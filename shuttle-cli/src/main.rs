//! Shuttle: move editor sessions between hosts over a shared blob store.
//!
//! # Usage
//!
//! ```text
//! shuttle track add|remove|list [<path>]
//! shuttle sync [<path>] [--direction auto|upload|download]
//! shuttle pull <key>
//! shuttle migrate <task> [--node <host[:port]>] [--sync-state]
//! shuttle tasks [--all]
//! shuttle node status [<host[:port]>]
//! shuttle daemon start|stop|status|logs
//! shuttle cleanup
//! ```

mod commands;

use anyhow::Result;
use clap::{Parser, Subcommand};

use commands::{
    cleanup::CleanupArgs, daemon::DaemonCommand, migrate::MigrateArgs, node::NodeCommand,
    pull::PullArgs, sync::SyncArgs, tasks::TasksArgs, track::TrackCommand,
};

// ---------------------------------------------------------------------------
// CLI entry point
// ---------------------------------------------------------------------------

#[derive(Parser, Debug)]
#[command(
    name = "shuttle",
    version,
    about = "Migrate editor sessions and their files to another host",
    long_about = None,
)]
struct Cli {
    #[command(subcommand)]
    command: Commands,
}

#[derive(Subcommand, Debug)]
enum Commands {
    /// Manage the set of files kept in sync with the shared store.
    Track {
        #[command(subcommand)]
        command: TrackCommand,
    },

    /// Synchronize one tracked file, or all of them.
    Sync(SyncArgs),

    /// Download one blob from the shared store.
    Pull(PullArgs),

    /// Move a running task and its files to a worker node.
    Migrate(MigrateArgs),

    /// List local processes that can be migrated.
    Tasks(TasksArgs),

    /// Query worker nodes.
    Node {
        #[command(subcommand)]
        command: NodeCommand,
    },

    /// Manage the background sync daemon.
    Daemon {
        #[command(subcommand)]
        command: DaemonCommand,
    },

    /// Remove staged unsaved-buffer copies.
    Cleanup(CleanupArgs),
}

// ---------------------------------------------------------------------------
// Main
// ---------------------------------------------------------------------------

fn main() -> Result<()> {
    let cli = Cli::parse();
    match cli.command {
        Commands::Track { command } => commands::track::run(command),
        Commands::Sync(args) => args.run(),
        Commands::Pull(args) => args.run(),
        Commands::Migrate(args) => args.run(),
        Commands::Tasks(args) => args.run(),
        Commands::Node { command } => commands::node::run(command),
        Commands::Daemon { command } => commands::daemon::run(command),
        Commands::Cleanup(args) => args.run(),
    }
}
--
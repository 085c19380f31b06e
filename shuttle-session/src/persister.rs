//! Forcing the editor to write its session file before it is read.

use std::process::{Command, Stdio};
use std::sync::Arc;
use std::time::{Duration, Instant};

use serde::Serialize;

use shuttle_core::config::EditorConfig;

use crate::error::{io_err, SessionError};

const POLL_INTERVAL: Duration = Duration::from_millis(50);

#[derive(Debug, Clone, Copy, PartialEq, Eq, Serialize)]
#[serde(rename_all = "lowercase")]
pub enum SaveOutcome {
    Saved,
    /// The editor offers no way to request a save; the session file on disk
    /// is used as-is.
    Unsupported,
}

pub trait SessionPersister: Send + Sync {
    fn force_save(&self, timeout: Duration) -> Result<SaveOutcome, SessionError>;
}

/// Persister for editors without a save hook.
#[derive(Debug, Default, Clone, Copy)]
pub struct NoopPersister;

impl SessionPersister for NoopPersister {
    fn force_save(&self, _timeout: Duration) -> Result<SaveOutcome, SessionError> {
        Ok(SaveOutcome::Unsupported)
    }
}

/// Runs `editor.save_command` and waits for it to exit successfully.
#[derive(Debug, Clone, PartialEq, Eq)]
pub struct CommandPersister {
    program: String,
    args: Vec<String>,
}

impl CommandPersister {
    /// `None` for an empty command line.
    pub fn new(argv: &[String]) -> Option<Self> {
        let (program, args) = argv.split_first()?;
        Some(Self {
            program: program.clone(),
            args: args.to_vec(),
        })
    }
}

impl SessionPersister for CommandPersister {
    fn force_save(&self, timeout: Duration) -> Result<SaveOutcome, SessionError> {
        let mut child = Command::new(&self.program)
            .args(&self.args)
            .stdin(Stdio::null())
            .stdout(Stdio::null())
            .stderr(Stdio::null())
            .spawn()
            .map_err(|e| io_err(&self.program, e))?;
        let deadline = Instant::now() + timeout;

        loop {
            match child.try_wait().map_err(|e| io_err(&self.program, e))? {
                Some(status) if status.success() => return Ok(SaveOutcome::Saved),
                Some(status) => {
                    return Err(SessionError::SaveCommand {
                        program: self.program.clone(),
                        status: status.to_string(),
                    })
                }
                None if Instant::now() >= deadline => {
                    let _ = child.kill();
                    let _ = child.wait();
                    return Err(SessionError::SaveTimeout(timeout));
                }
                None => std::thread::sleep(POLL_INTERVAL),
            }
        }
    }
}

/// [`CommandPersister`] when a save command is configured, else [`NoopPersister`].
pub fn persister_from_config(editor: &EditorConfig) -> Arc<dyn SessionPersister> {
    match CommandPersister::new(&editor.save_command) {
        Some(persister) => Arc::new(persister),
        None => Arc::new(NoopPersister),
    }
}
==
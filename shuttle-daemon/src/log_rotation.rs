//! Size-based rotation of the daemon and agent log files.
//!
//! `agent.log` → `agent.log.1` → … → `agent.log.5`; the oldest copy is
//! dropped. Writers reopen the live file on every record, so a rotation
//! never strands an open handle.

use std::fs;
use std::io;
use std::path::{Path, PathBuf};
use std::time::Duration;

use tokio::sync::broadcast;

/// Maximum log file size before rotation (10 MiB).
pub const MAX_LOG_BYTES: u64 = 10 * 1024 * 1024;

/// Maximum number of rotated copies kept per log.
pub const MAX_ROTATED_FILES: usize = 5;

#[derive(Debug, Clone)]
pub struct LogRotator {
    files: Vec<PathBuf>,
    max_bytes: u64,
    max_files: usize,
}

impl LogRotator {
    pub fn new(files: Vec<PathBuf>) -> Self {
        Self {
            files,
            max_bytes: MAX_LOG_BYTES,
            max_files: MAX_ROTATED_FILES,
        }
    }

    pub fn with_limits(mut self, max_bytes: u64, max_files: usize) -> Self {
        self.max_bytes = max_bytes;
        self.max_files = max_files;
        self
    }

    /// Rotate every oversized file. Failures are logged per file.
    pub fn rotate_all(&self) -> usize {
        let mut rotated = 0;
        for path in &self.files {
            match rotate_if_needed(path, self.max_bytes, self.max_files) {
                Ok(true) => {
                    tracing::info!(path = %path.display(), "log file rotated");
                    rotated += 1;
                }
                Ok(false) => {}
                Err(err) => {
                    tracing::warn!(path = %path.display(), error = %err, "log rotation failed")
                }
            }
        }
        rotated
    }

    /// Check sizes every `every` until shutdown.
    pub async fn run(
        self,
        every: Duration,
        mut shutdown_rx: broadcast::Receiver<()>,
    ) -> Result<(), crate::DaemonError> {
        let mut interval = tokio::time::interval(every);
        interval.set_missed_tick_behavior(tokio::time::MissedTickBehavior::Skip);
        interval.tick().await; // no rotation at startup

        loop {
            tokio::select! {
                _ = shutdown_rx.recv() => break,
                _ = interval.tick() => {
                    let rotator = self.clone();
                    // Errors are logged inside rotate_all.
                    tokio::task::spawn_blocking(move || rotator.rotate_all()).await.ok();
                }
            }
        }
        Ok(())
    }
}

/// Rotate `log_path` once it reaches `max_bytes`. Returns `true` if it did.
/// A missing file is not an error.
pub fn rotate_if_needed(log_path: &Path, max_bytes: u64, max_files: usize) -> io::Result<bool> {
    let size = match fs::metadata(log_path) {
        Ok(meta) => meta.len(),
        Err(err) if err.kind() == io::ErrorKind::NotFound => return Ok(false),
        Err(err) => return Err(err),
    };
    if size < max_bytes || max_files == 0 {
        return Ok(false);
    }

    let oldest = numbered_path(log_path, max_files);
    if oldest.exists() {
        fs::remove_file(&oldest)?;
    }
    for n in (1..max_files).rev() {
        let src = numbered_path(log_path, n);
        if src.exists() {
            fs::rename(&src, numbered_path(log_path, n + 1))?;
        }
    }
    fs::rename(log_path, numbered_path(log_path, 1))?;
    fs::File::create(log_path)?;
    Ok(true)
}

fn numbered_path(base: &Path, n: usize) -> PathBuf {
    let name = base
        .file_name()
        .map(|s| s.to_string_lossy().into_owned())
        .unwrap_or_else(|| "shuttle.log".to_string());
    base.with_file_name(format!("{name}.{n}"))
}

**To do**
Filter the records above down to the lines that hold the string "NodeCommand".

**Exercise result**
    cleanup::CleanupArgs, daemon::DaemonCommand, migrate::MigrateArgs, node::NodeCommand,
        command: NodeCommand,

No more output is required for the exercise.